**Available data**

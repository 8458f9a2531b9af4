//! Single-button input state with edge detection.

use serde::Serialize;

/// Button state for the current tick.
///
/// `just_pressed` and `just_released` are edge flags derived from the
/// previous tick's `pressed` value.  They are never both set, and
/// `just_pressed ⇒ pressed`, `just_released ⇒ !pressed`.
#[derive(Copy, Clone, Debug, Default, PartialEq, Eq, Serialize)]
pub struct InputState {
    pub pressed:       bool,
    pub just_pressed:  bool,
    pub just_released: bool,
}

impl InputState {
    /// The state after the button reads `pressed` this tick.
    #[inline]
    pub fn next(self, pressed: bool) -> Self {
        let was_pressed = self.pressed;
        Self {
            pressed,
            just_pressed:  pressed && !was_pressed,
            just_released: !pressed && was_pressed,
        }
    }
}
//! `ArcadeConfig` — TOML configuration for the arcade demo.
//!
//! Every section and key is optional; missing values fall back to the
//! library defaults.  See `arcade.toml` for a sample.
//!
//! When `[sim] ticks_per_second` is not 60, the analyzer's tick budgets
//! (`max_ticks`, `monotonous_duration_ticks`, `spam_press_ticks`,
//! `spam_release_ticks`) start from [`AnalyzerConfig::for_tick_rate`]
//! instead; keys set in `[analyzer]` are kept as written.

use std::path::{Path, PathBuf};

use anyhow::Context;
use ob_analyzer::AnalyzerConfig;
use ob_core::{DEFAULT_TICKS_PER_SECOND, SimConfig};
use serde::Deserialize;
use tracing::{info, warn};

/// Analyzer keys measured in ticks.
const TICK_KEYS: [&str; 4] =
    ["max_ticks", "monotonous_duration_ticks", "spam_press_ticks", "spam_release_ticks"];

#[derive(Debug, Clone, Default, Deserialize)]
#[serde(default)]
pub struct ArcadeConfig {
    pub sim:      SimConfig,
    pub analyzer: AnalyzerConfig,
    pub output:   OutputConfig,
    /// Optional CSV of extra monotonous patterns (`name,kind,duration_ticks`).
    pub patterns: Option<PathBuf>,
}

/// Where and what to write besides the console summary.
#[derive(Debug, Clone, Deserialize)]
#[serde(default)]
pub struct OutputConfig {
    /// Output directory; nothing is written when unset.
    pub dir:   Option<PathBuf>,
    pub csv:   bool,
    pub json:  bool,
    /// Write a per-tick trace of one Expert run per game.
    pub trace: bool,
}

impl Default for OutputConfig {
    fn default() -> Self {
        Self { dir: None, csv: true, json: true, trace: false }
    }
}

impl ArcadeConfig {
    /// Parse a config from TOML text.
    pub fn from_toml(text: &str) -> anyhow::Result<Self> {
        let table: toml::Table = text.parse()?;
        let explicit: Vec<&str> = table
            .get("analyzer")
            .and_then(toml::Value::as_table)
            .map(|t| TICK_KEYS.into_iter().filter(|k| t.contains_key(*k)).collect())
            .unwrap_or_default();

        let mut config: Self = toml::from_str(text)?;
        config.rescale_tick_budgets(&explicit);
        Ok(config)
    }

    /// Replace the 60-tps analyzer tick budgets not listed in `explicit`
    /// with their equivalents at `sim.ticks_per_second`.
    fn rescale_tick_budgets(&mut self, explicit: &[&str]) {
        let tps = self.sim.ticks_per_second;
        if tps == DEFAULT_TICKS_PER_SECOND {
            return;
        }
        let scaled = AnalyzerConfig::for_tick_rate(tps);
        let keep = |key: &str| explicit.iter().any(|k| *k == key);
        let a = &mut self.analyzer;
        if !keep("max_ticks") {
            a.max_ticks = scaled.max_ticks;
        }
        if !keep("monotonous_duration_ticks") {
            a.monotonous_duration_ticks = scaled.monotonous_duration_ticks;
        }
        if !keep("spam_press_ticks") {
            a.spam_press_ticks = scaled.spam_press_ticks;
        }
        if !keep("spam_release_ticks") {
            a.spam_release_ticks = scaled.spam_release_ticks;
        }
        info!(
            ticks_per_second = tps,
            max_ticks = a.max_ticks,
            monotonous_duration_ticks = a.monotonous_duration_ticks,
            "analyzer tick budgets rescaled"
        );
    }

    /// Load the config at `path`, or the defaults when `path` is `None` or
    /// the file does not exist.
    pub fn load(path: Option<&Path>) -> anyhow::Result<Self> {
        let Some(path) = path else {
            return Ok(Self::default());
        };
        if !path.exists() {
            warn!(path = %path.display(), "config file not found, using defaults");
            return Ok(Self::default());
        }
        let text = std::fs::read_to_string(path)
            .with_context(|| format!("reading {}", path.display()))?;
        Self::from_toml(&text).with_context(|| format!("parsing {}", path.display()))
    }
}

**Work order**
Reply with nothing but the number of lines in the data that include the word "file".

**Reply**
2